Brian Nicholson, a GP involved in the study, said, ‘This study shows that during the pandemic the NHS has changed pathways to create capacity to ensure they can still treat patients with bowel cancer rapidly. Hospital services and GPs have taken care to develop safer ways of working to reduce the risk of infection. If people have symptoms like altered bowel habit or blood in their poo that may suggest bowel cancer, they must talk to their GPs as soon as possible as early diagnosis saves lives. We need to get this message out there.’
Chris Cunningham, a colorectal surgeon, said, ‘Although in the first wave of the pandemic rates of surgery fell this study shows we rapidly adapted services, in line with guidance, to restore care. Unfortunately, this new surge in COVID-19 cases is now hitting surgical capacity again and so we need urgent action to balance resources between treating COVID-19 and cancer to ensure the number of avoidable deaths is kept at a minimum.’
David Sebag-Montefiore, Professor of Clinical Oncology at the University of Leeds and Leeds Teaching Hospitals NHS Trust, and Director of the Leeds Cancer Research UK Radiotherapy Research Centre of Excellence said, ‘Radiotherapy treatment has continued during COVID-19 for cancer patients, and has adapted to minimise the risk of coronavirus transmission. For instance, during the first wave of COVID-19 there was a fourfold increase in the use of a shorter, higher dose one-week course of radiotherapy for bowel cancer patients, instead of a five-week course of radiotherapy and chemotherapy. The use of a shorter course of radiotherapy ensured patients received effective treatment that minimised the risk of COVID-19 infection, an approach recommended by international COVID-19 radiotherapy guidelines.’
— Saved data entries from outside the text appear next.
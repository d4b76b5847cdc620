use common::Segment;
use tracing::trace;

use crate::cost::CostEntry;
use crate::prefix::PrefixSums;

/// Observer of the intermediate tables of one segmentation run.
///
/// Every hook defaults to a no-op, so implementors pick what they need and the
/// algorithm runs the same with or without an observer.
pub trait SegmentationTrace {
    /// Prefix sums, once they are complete.
    fn prefix(&mut self, _sums: &PrefixSums) {}

    /// One filled cost-table cell for the interval `i..=j`.
    fn cost(&mut self, _i: usize, _j: usize, _entry: &CostEntry) {}

    /// The optimum for prefix `j` and the start of its last segment.
    fn optimum(&mut self, _j: usize, _cost: f64, _choice: usize) {}

    /// A segment of the final answer, reported left to right.
    fn segment(&mut self, _segment: &Segment) {}
}

/// Discards everything.
#[derive(Debug, Clone, Copy, Default)]
pub struct NoTrace;

impl SegmentationTrace for NoTrace {}

/// Emits each intermediate value as a TRACE-level `tracing` event.
#[derive(Debug, Clone, Copy, Default)]
pub struct TracingTrace;

impl SegmentationTrace for TracingTrace {
    fn prefix(&mut self, sums: &PrefixSums) {
        for k in 1..=sums.len() {
            trace!(
                k,
                x = sums.x()[k],
                y = sums.y()[k],
                xy = sums.xy()[k],
                xx = sums.xx()[k],
                "prefix"
            );
        }
    }

    fn cost(&mut self, i: usize, j: usize, entry: &CostEntry) {
        trace!(i, j, slope = entry.slope, intercept = entry.intercept, sqerr = entry.sqerr, "cost");
    }

    fn optimum(&mut self, j: usize, cost: f64, choice: usize) {
        trace!(j, cost, choice, "optimum");
    }

    fn segment(&mut self, segment: &Segment) {
        trace!(
            start = segment.start,
            end = segment.end,
            slope = segment.slope,
            intercept = segment.intercept,
            sqerr = segment.sqerr,
            "segment"
        );
    }
}
use std::sync::Arc;

use parking_lot::Mutex;
use tracing::debug;

use crate::error::Result;
use crate::storage::{ChunkState, LogChunk, Storage};
use crate::types::{ChunkId, LogEntry};

/// A chunk that has been closed into a [`MemStorage`].
#[derive(Debug, Clone, PartialEq, Eq)]
pub struct ClosedChunk {
    pub id: ChunkId,
    /// Entries in timestamp order.
    pub entries: Vec<LogEntry>,
}

/// In-memory storage. Closing a chunk hands its sorted entries to the
/// storage instead of a file, so close never fails on I/O.
#[derive(Debug, Default)]
pub struct MemStorage {
    next_chunk_id: u64,
    closed: Arc<Mutex<Vec<ClosedChunk>>>,
}

impl MemStorage {
    pub fn new() -> Self {
        Self::default()
    }

    /// Every chunk closed so far, in close order.
    pub fn closed_chunks(&self) -> Vec<ClosedChunk> {
        self.closed.lock().clone()
    }
}

impl Storage for MemStorage {
    type Chunk = MemChunk;

    fn create_chunk(&mut self) -> Result<MemChunk> {
        let id = ChunkId(self.next_chunk_id);
        self.next_chunk_id += 1;
        Ok(MemChunk {
            id,
            state: ChunkState::new(),
            sink: Arc::clone(&self.closed),
        })
    }
}

#[derive(Debug)]
pub struct MemChunk {
    id: ChunkId,
    state: ChunkState,
    sink: Arc<Mutex<Vec<ClosedChunk>>>,
}

impl LogChunk for MemChunk {
    fn id(&self) -> ChunkId {
        self.id
    }

    fn append(&mut self, entry: LogEntry) -> Result<()> {
        self.state.append(self.id, entry)
    }

    fn size(&self) -> usize {
        self.state.len()
    }

    fn is_closed(&self) -> bool {
        self.state.is_closed()
    }

    fn close(&mut self) -> Result<()> {
        self.state.sort(self.id)?;
        let entries = self.state.freeze();
        debug!(chunk = %self.id, entries = entries.len(), "closed in-memory chunk");
        self.sink.lock().push(ClosedChunk {
            id: self.id,
            entries,
        });
        Ok(())
    }
}
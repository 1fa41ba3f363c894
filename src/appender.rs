use tracing::{debug, warn};

use crate::error::{AppendStage, Error, Result};
use crate::options::Options;
use crate::storage::{LogChunk, Storage};
use crate::types::{ChunkId, LogEntry};

/// Routes appends into storage-backed chunks and rotates them.
///
/// Watermark rotation: after an append, if the open chunk holds more than
/// `max_entries_per_chunk` entries it is closed, and the next append opens a
/// fresh one. A chunk therefore holds at most `max_entries_per_chunk + 1`
/// entries, including when a close fails and has to be retried.
///
/// One writer at a time: every mutating method takes `&mut self`.
pub struct Appender<S: Storage> {
    storage: S,
    max_entries_per_chunk: usize,
    open_chunk: Option<S::Chunk>,
}

impl<S: Storage> Appender<S> {
    pub fn new(storage: S, max_entries_per_chunk: usize) -> Self {
        Appender {
            storage,
            max_entries_per_chunk,
            open_chunk: None,
        }
    }

    pub fn with_options(storage: S, opts: &Options) -> Self {
        Self::new(storage, opts.max_entries_per_chunk)
    }

    /// Append a single entry, opening and closing chunks as needed.
    ///
    /// Failures and what they leave behind:
    /// - `Create`: no chunk is open; the entry was not accepted
    /// - `Append`: the open chunk is unchanged; the entry was not accepted
    /// - `Close`: a close left pending by an earlier call failed again; the
    ///   entry was not accepted and the chunk is unchanged
    /// - `Rotate`: the entry WAS accepted and is buffered, but closing the
    ///   now-full chunk failed. Do not resend it. The close is retried at
    ///   the start of the next call (or by `flush`), and no entry is
    ///   accepted until it succeeds, so a chunk never holds more than
    ///   `max_entries_per_chunk + 1` entries.
    pub fn handle_append(&mut self, entry: LogEntry) -> Result<()> {
        self.close_pending()?;

        // Make sure we have a chunk to write to
        let (mut chunk, created) = match self.open_chunk.take() {
            Some(chunk) => (chunk, false),
            None => {
                let chunk = self
                    .storage
                    .create_chunk()
                    .map_err(|e| wrap(AppendStage::Create, e))?;
                (chunk, true)
            }
        };

        if let Err(e) = chunk.append(entry) {
            if !created {
                self.open_chunk = Some(chunk);
            }
            return Err(wrap(AppendStage::Append, e));
        }

        if self.is_full(&chunk) {
            if let Err(e) = chunk.close() {
                warn!(chunk = %chunk.id(), error = %e, "rotation failed, entry stays buffered");
                self.open_chunk = Some(chunk);
                return Err(wrap(AppendStage::Rotate, e));
            }
            debug!(chunk = %chunk.id(), entries = chunk.size(), "rotated chunk");
            return Ok(());
        }

        self.open_chunk = Some(chunk);
        Ok(())
    }

    /// Retry a close that an earlier rotation left undone.
    fn close_pending(&mut self) -> Result<()> {
        let Some(chunk) = self.open_chunk.as_mut() else {
            return Ok(());
        };
        if chunk.size() <= self.max_entries_per_chunk {
            return Ok(());
        }
        chunk.close().map_err(|e| wrap(AppendStage::Close, e))?;
        debug!(chunk = %chunk.id(), entries = chunk.size(), "closed pending chunk");
        self.open_chunk = None;
        Ok(())
    }

    fn is_full(&self, chunk: &S::Chunk) -> bool {
        chunk.size() > self.max_entries_per_chunk
    }

    /// Close the open chunk, if any, regardless of its size.
    /// Returns the id of the chunk that was closed.
    pub fn flush(&mut self) -> Result<Option<ChunkId>> {
        let Some(mut chunk) = self.open_chunk.take() else {
            return Ok(None);
        };
        if let Err(e) = chunk.close() {
            self.open_chunk = Some(chunk);
            return Err(wrap(AppendStage::Close, e));
        }
        Ok(Some(chunk.id()))
    }

    /// Entries buffered in the open chunk (0 when none is open).
    pub fn open_chunk_size(&self) -> usize {
        self.open_chunk.as_ref().map_or(0, |c| c.size())
    }

    pub fn open_chunk_id(&self) -> Option<ChunkId> {
        self.open_chunk.as_ref().map(|c| c.id())
    }

    pub fn storage(&self) -> &S {
        &self.storage
    }
}

fn wrap(stage: AppendStage, source: Error) -> Error {
    Error::Append {
        stage,
        source: Box::new(source),
    }
}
Genevieve Edwards, Chief Executive at Bowel Cancer UK, said, ‘This research shows the clear impact of the pandemic on bowel cancer patients, and ultimately, their long-term chances of survival. It also highlights the unintended consequences of the ‘stay at home’ message and the impact of the temporary disruption to bowel cancer screening and diagnostic services. Sadly, for many, that will have meant a later diagnosis and poorer outcomes as a result. NHS staff have worked incredibly hard to keep vital cancer services going, and the NHS continues to be open for anyone worried about symptoms. But it needs additional resources to withstand the pressures caused by the new variant coronavirus sweeping the country, or cancer services – and the patients that rely on them – will suffer in the months ahead.’
Notes to editors:
For further information or interviews, please contact Dr Caroline Wood – firstname.lastname@example.org. Case studies are available on request.
The study has been published online once the embargo is lifted in The Lancet Gastroenterology & Hepatology: http://www.thelancet.com/journals/langas/article/PIIS2468-1253(21)00005-4/fulltext
For more information about this research, please see the website for The UK Colorectal Cancer Intelligence Hub: https://www.ndph.ox.ac.uk/corectr
This study was funded by Cancer Research UK and Yorkshire Cancer Research. Further support was provided by Public Health England, Health Data Research UK and NHS Digital and the National Institute for Health Research Oxford Biomedical Research Centre and Bowel Cancer UK.
Besides the University of Oxford, the team also included researchers from the Universities of Leeds and Newcastle. Information was drawn from several different databases managed by NHS England, NHS Digital and Public Health England. This included waiting times and total patient numbers for referrals, colonoscopies, surgical procedures and courses of rectal radiotherapy related to bowel cancer. Data was pseudonymised so that individual patients could not be identified.